## EXERCISE
Exact repetition is required: output every record in full.

[Collected data entries]
'''

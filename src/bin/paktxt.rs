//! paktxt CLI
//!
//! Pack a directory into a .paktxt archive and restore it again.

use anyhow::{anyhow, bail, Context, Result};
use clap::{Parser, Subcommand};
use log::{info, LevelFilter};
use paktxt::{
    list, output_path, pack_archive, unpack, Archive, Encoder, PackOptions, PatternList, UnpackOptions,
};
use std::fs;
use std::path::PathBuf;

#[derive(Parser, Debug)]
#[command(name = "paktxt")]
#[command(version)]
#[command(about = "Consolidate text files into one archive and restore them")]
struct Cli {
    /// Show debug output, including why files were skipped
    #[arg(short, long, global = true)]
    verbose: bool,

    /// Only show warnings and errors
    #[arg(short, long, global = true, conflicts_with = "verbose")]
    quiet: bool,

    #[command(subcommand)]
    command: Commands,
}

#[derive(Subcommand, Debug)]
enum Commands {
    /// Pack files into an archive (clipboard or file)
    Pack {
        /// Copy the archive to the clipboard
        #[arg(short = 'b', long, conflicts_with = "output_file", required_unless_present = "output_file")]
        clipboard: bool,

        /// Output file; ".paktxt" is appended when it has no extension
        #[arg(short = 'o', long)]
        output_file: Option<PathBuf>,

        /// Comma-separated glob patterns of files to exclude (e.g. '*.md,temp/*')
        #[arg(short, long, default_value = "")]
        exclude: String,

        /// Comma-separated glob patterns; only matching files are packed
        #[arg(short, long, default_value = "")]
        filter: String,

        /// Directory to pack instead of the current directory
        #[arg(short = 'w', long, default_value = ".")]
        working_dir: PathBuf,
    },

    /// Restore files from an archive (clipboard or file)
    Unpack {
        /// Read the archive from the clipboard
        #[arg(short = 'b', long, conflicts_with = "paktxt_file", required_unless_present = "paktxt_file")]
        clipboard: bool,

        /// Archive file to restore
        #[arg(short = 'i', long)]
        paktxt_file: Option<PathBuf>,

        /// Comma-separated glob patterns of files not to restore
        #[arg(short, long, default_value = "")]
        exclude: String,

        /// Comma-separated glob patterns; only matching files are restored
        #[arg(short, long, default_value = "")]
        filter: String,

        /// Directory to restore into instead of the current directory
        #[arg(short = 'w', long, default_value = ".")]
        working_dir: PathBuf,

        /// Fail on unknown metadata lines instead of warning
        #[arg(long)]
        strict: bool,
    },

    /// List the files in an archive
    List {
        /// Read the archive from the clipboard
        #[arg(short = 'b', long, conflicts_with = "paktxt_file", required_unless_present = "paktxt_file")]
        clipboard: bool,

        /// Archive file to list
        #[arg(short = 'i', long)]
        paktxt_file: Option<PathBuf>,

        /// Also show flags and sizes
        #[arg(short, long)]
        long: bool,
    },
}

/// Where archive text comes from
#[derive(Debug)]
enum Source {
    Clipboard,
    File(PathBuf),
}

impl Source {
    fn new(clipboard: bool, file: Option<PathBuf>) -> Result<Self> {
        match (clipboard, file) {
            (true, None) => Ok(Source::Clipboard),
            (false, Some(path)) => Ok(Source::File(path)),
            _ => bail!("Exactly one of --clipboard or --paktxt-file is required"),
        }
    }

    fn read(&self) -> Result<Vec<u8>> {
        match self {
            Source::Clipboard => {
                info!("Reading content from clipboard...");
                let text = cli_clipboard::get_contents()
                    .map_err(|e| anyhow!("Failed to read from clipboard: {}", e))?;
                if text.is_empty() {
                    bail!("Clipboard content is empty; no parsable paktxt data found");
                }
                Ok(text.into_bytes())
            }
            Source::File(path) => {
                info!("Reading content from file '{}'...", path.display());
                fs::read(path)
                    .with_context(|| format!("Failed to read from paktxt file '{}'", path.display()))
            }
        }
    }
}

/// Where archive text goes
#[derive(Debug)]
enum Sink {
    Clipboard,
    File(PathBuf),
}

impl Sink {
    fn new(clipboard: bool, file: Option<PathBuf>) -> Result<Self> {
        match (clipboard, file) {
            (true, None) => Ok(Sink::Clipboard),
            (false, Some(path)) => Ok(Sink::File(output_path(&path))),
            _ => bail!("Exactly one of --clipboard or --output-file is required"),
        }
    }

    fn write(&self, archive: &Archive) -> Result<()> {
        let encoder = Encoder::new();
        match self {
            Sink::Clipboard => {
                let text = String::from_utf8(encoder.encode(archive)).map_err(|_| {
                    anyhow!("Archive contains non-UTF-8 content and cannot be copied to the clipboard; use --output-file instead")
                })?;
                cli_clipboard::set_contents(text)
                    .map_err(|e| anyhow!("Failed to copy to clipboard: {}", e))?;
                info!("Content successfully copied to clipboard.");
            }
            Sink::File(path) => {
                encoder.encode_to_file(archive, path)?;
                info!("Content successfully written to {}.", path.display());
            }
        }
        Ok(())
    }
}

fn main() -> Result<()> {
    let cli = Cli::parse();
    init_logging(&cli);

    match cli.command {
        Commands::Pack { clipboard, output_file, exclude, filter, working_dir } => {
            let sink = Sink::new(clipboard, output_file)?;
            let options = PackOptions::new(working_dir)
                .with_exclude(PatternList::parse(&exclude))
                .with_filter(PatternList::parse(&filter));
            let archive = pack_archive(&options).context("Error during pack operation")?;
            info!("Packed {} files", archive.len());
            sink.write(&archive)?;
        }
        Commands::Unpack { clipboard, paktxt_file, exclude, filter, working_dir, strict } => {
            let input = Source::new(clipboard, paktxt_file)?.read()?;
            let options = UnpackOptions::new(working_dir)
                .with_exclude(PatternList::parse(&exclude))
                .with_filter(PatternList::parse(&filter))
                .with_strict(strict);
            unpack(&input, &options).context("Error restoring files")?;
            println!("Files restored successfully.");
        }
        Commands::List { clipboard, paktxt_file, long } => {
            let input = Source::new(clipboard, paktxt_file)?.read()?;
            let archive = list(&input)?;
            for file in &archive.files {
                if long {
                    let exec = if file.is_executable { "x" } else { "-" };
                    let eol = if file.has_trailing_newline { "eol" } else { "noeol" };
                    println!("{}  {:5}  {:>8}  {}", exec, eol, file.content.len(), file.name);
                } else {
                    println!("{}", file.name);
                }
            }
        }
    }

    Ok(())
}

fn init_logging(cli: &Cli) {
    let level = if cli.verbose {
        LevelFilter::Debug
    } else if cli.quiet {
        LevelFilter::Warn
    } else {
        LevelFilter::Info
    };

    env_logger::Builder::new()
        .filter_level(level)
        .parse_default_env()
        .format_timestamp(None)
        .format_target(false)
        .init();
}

'''

## EXERCISE ANSWER
filename src/bin/paktxt.rs
//! paktxt CLI
//!
//! Pack a directory into a .paktxt archive and restore it again.

use anyhow::{anyhow, bail, Context, Result};
use clap::{Parser, Subcommand};
use log::{info, LevelFilter};
use paktxt::{
    list, output_path, pack_archive, unpack, Archive, Encoder, PackOptions, PatternList, UnpackOptions,
};
use std::fs;
use std::path::PathBuf;

#[derive(Parser, Debug)]
#[command(name = "paktxt")]
#[command(version)]
#[command(about = "Consolidate text files into one archive and restore them")]
struct Cli {
    /// Show debug output, including why files were skipped
    #[arg(short, long, global = true)]
    verbose: bool,

    /// Only show warnings and errors
    #[arg(short, long, global = true, conflicts_with = "verbose")]
    quiet: bool,

    #[command(subcommand)]
    command: Commands,
}

#[derive(Subcommand, Debug)]
enum Commands {
    /// Pack files into an archive (clipboard or file)
    Pack {
        /// Copy the archive to the clipboard
        #[arg(short = 'b', long, conflicts_with = "output_file", required_unless_present = "output_file")]
        clipboard: bool,

        /// Output file; ".paktxt" is appended when it has no extension
        #[arg(short = 'o', long)]
        output_file: Option<PathBuf>,

        /// Comma-separated glob patterns of files to exclude (e.g. '*.md,temp/*')
        #[arg(short, long, default_value = "")]
        exclude: String,

        /// Comma-separated glob patterns; only matching files are packed
        #[arg(short, long, default_value = "")]
        filter: String,

        /// Directory to pack instead of the current directory
        #[arg(short = 'w', long, default_value = ".")]
        working_dir: PathBuf,
    },

    /// Restore files from an archive (clipboard or file)
    Unpack {
        /// Read the archive from the clipboard
        #[arg(short = 'b', long, conflicts_with = "paktxt_file", required_unless_present = "paktxt_file")]
        clipboard: bool,

        /// Archive file to restore
        #[arg(short = 'i', long)]
        paktxt_file: Option<PathBuf>,

        /// Comma-separated glob patterns of files not to restore
        #[arg(short, long, default_value = "")]
        exclude: String,

        /// Comma-separated glob patterns; only matching files are restored
        #[arg(short, long, default_value = "")]
        filter: String,

        /// Directory to restore into instead of the current directory
        #[arg(short = 'w', long, default_value = ".")]
        working_dir: PathBuf,

        /// Fail on unknown metadata lines instead of warning
        #[arg(long)]
        strict: bool,
    },

    /// List the files in an archive
    List {
        /// Read the archive from the clipboard
        #[arg(short = 'b', long, conflicts_with = "paktxt_file", required_unless_present = "paktxt_file")]
        clipboard: bool,

        /// Archive file to list
        #[arg(short = 'i', long)]
        paktxt_file: Option<PathBuf>,

        /// Also show flags and sizes
        #[arg(short, long)]
        long: bool,
    },
}

/// Where archive text comes from
#[derive(Debug)]
enum Source {
    Clipboard,
    File(PathBuf),
}

impl Source {
    fn new(clipboard: bool, file: Option<PathBuf>) -> Result<Self> {
        match (clipboard, file) {
            (true, None) => Ok(Source::Clipboard),
            (false, Some(path)) => Ok(Source::File(path)),
            _ => bail!("Exactly one of --clipboard or --paktxt-file is required"),
        }
    }

    fn read(&self) -> Result<Vec<u8>> {
        match self {
            Source::Clipboard => {
                info!("Reading content from clipboard...");
                let text = cli_clipboard::get_contents()
                    .map_err(|e| anyhow!("Failed to read from clipboard: {}", e))?;
                if text.is_empty() {
                    bail!("Clipboard content is empty; no parsable paktxt data found");
                }
                Ok(text.into_bytes())
            }
            Source::File(path) => {
                info!("Reading content from file '{}'...", path.display());
                fs::read(path)
                    .with_context(|| format!("Failed to read from paktxt file '{}'", path.display()))
            }
        }
    }
}

/// Where archive text goes
#[derive(Debug)]
enum Sink {
    Clipboard,
    File(PathBuf),
}

impl Sink {
    fn new(clipboard: bool, file: Option<PathBuf>) -> Result<Self> {
        match (clipboard, file) {
            (true, None) => Ok(Sink::Clipboard),
            (false, Some(path)) => Ok(Sink::File(output_path(&path))),
            _ => bail!("Exactly one of --clipboard or --output-file is required"),
        }
    }

    fn write(&self, archive: &Archive) -> Result<()> {
        let encoder = Encoder::new();
        match self {
            Sink::Clipboard => {
                let text = String::from_utf8(encoder.encode(archive)).map_err(|_| {
                    anyhow!("Archive contains non-UTF-8 content and cannot be copied to the clipboard; use --output-file instead")
                })?;
                cli_clipboard::set_contents(text)
                    .map_err(|e| anyhow!("Failed to copy to clipboard: {}", e))?;
                info!("Content successfully copied to clipboard.");
            }
            Sink::File(path) => {
                encoder.encode_to_file(archive, path)?;
                info!("Content successfully written to {}.", path.display());
            }
        }
        Ok(())
    }
}

fn main() -> Result<()> {
    let cli = Cli::parse();
    init_logging(&cli);

    match cli.command {
        Commands::Pack { clipboard, output_file, exclude, filter, working_dir } => {
            let sink = Sink::new(clipboard, output_file)?;
            let options = PackOptions::new(working_dir)
                .with_exclude(PatternList::parse(&exclude))
                .with_filter(PatternList::parse(&filter));
            let archive = pack_archive(&options).context("Error during pack operation")?;
            info!("Packed {} files", archive.len());
            sink.write(&archive)?;
        }
        Commands::Unpack { clipboard, paktxt_file, exclude, filter, working_dir, strict } => {
            let input = Source::new(clipboard, paktxt_file)?.read()?;
            let options = UnpackOptions::new(working_dir)
                .with_exclude(PatternList::parse(&exclude))
                .with_filter(PatternList::parse(&filter))
                .with_strict(strict);
            unpack(&input, &options).context("Error restoring files")?;
            println!("Files restored successfully.");
        }
        Commands::List { clipboard, paktxt_file, long } => {
            let input = Source::new(clipboard, paktxt_file)?.read()?;
            let archive = list(&input)?;
            for file in &archive.files {
                if long {
                    let exec = if file.is_executable { "x" } else { "-" };
                    let eol = if file.has_trailing_newline { "eol" } else { "noeol" };
                    println!("{}  {:5}  {:>8}  {}", exec, eol, file.content.len(), file.name);
                } else {
                    println!("{}", file.name);
                }
            }
        }
    }

    Ok(())
}

fn init_logging(cli: &Cli) {
    let level = if cli.verbose {
        LevelFilter::Debug
    } else if cli.quiet {
        LevelFilter::Warn
    } else {
        LevelFilter::Info
    };

    env_logger::Builder::new()
        .filter_level(level)
        .parse_default_env()
        .format_timestamp(None)
        .format_target(false)
        .init();
}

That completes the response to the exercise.